Create Linux-based clusters in HDInsight using the Azure portal

The Azure portal is a web-based management tool for services and resources hosted in the Microsoft Azure cloud. In this article, you learn how to create Linux-based HDInsight clusters using the portal.



Billing for HDInsight clusters is prorated per minute, whether you are using them or not. Be sure to delete your cluster after you have finished using it. For more information, see How to delete an HDInsight cluster.

  • An Azure subscription. See Get Azure free trial.
  • A modern web browser. The Azure portal uses HTML5 and Javascript, and may not function correctly in older web browsers.

Create clusters

The Azure portal exposes most of the cluster properties. Using Azure Resource Manager template, you can hide many details. For more information, see Create Linux-based Hadoop clusters in HDInsight using Azure Resource Manager templates.


The Secure transfer required feature enforces all requests to your account through a secure connection. This feature is only supported by HDInsight cluster version 3.6 or newer. For more information, see Create Hadoop cluster with secure transfer storage accounts in Azure HDInsight.

  1. Sign in to the Azure portal.
  2. Click +, click Intelligence + Analytics, and then click HDInsight.

    Creating a new cluster in the Azure portal

  3. In the HDInsight blade, click Custom (size, settings, apps), click Basics, and then enter the following information.

    Creating a new cluster in the Azure portal

    • Enter Cluster Name: This name must be globally unique.

    • From the Subscription drop-down, select the Azure subscription that is used for the cluster.

    • Click Cluster type, and then select the type of cluster (Hadoop, Spark, etc.) you want to create. For Operating system, click Linux and then select a version. Use the default version if you don't know what to choose. For more information, see HDInsight cluster versions.

      For Hadoop, Spark, and Interactive Query cluster types, you can also select to install the Enterprise Security Package. Enterprise Security Package enables security features such as Azure Active Directory integration and Apache Ranger for the clusters. For more information, see Enterprise Security Package in Azure HDInsight.

      Enable Enterprise Security Package


      HDInsight clusters come in a variety of types, which correspond to the workload or technology that the cluster is tuned for. There is no supported method to create a cluster that combines multiple types, such as Storm and HBase on one cluster.

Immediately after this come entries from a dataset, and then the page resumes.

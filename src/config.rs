// src/config.rs

use std::{env, path::PathBuf, sync::Arc, time::Duration};

use anyhow::Context;

use crate::services::{
    ApiClient, AuthService, CnpjService, DashboardService, LiveRegistry, ReportService, SessionStore, UserService,
};

#[derive(Debug, Clone)]
pub struct AppConfig {
    pub api_url: String,
    pub bind_addr: String,
    pub http_timeout: Duration,
    pub alert_poll_interval: Duration,
    pub stream_retry: Duration,
    pub secure_cookies: bool,
    // Relatório PDF: pasta e nome da família de fontes
    pub pdf_font_dir: PathBuf,
    pub pdf_font_name: String,
}

// Variável numérica com default; valor inválido é erro de configuração
fn env_number(name: &str, default: u64) -> anyhow::Result<u64> {
    match env::var(name) {
        Ok(raw) => raw
            .trim()
            .parse()
            .with_context(|| format!("{} deve ser um número inteiro (recebido: {:?})", name, raw)),
        Err(_) => Ok(default),
    }
}

impl AppConfig {
    pub fn from_env() -> anyhow::Result<Self> {
        dotenvy::dotenv().ok();

        let secure_cookies = match env::var("SECURE_COOKIES") {
            Ok(raw) => raw
                .trim()
                .parse::<bool>()
                .with_context(|| format!("SECURE_COOKIES deve ser true ou false (recebido: {:?})", raw))?,
            Err(_) => false,
        };

        Ok(Self {
            api_url: env::var("INOVATECH_API_URL").unwrap_or_else(|_| "http://127.0.0.1:5001".to_string()),
            bind_addr: env::var("BIND_ADDR").unwrap_or_else(|_| "0.0.0.0:3000".to_string()),
            http_timeout: Duration::from_secs(env_number("HTTP_TIMEOUT_SECS", 10)?),
            alert_poll_interval: Duration::from_millis(env_number("ALERT_POLL_INTERVAL_MS", 4000)?),
            stream_retry: Duration::from_millis(env_number("STREAM_RETRY_MS", 3000)?),
            secure_cookies,
            pdf_font_dir: env::var("PDF_FONT_DIR").unwrap_or_else(|_| "./fonts".to_string()).into(),
            pdf_font_name: env::var("PDF_FONT_NAME").unwrap_or_else(|_| "DejaVuSans".to_string()),
        })
    }
}

#[derive(Clone)]
pub struct AppState {
    pub config: Arc<AppConfig>,
    pub sessions: SessionStore,
    pub live: LiveRegistry,
    pub auth_service: AuthService,
    pub cnpj_service: CnpjService,
    pub user_service: UserService,
    pub dashboard_service: DashboardService,
    pub report_service: ReportService,
}

impl AppState {
    pub fn new(config: AppConfig) -> anyhow::Result<Self> {
        let api = ApiClient::new(&config.api_url, config.http_timeout)?;
        tracing::info!("✅ Cliente da API InovaTech pronto ({})", api.base_url());

        // --- Monta o gráfico de dependências ---
        let cnpj_service = CnpjService::new(api.clone());
        let auth_service = AuthService::new(api.clone(), cnpj_service.clone());
        let user_service = UserService::new(api.clone(), cnpj_service.clone());
        let dashboard_service = DashboardService::new(api);
        let report_service = ReportService::new(config.pdf_font_dir.clone(), config.pdf_font_name.clone());
        let live = LiveRegistry::new(dashboard_service.clone(), config.alert_poll_interval, config.stream_retry);

        Ok(Self {
            config: Arc::new(config),
            sessions: SessionStore::new(),
            live,
            auth_service,
            cnpj_service,
            user_service,
            dashboard_service,
            report_service,
        })
    }
}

    • For Cluster login username and Cluster login password, provide the username and password for the admin user.

    • Enter an SSH Username and if you want to have the SSH password same as the admin password you specified earlier, select the Use same password as cluster login check box. If not, provide either a PASSWORD or PUBLIC KEY, which will be used to authenticate the SSH user. Using a public key is the recommended approach. Click Select at the bottom to save the credentials configuration.

      For information, see Use SSH with HDInsight.

    • For Resource group, specify whether you want to create a new resource group or use an existing one.

    • Specify a data center location where the cluster is created.

    • Click Next.

  4. For Storage, specify whether you want Azure Storage (WASB) or Data Lake Storage as your default storage. Look at the table below for more information.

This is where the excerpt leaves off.